DATA =
-------------------------
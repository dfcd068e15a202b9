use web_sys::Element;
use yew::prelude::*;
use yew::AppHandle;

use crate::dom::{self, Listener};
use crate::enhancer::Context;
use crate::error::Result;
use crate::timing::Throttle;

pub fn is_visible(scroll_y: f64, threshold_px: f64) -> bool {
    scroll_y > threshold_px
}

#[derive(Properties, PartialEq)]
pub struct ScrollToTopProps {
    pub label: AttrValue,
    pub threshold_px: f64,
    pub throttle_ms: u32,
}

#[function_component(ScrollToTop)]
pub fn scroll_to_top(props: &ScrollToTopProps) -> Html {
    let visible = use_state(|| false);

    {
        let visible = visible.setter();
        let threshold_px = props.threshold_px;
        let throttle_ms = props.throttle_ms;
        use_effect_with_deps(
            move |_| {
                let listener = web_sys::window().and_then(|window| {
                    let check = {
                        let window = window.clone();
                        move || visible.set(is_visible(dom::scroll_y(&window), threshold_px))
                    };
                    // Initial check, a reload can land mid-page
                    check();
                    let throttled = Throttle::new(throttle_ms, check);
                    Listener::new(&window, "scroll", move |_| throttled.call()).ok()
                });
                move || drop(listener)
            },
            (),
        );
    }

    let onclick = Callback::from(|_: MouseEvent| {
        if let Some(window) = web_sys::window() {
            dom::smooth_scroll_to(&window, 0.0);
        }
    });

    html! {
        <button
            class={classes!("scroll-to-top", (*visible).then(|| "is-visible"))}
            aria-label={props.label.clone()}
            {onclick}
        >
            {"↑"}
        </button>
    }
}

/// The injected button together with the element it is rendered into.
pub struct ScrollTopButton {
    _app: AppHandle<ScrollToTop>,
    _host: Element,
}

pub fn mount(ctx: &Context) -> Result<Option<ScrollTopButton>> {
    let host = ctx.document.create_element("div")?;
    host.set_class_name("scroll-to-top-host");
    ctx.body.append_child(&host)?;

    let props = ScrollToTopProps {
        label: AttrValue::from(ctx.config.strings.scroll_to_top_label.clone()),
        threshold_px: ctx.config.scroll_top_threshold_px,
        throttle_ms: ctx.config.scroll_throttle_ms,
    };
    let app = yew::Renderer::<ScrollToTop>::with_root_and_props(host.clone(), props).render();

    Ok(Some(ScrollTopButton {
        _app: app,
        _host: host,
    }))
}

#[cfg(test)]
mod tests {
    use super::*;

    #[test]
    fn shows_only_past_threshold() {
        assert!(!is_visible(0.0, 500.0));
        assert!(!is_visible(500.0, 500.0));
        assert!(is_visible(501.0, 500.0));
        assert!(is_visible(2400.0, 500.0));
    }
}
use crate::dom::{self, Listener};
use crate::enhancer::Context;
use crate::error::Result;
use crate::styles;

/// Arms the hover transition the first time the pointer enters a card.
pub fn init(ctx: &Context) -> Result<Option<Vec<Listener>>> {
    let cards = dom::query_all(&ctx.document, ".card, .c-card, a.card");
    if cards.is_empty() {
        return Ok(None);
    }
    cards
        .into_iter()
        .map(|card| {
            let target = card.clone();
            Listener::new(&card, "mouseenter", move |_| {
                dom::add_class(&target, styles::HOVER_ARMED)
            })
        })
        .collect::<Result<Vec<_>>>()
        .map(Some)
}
-------------------------
REQUIREMENT = Look through the records and gather each line with the word "struct".

EXERCISE OUTPUT =
pub struct ScrollToTopProps {
pub struct ScrollTopButton {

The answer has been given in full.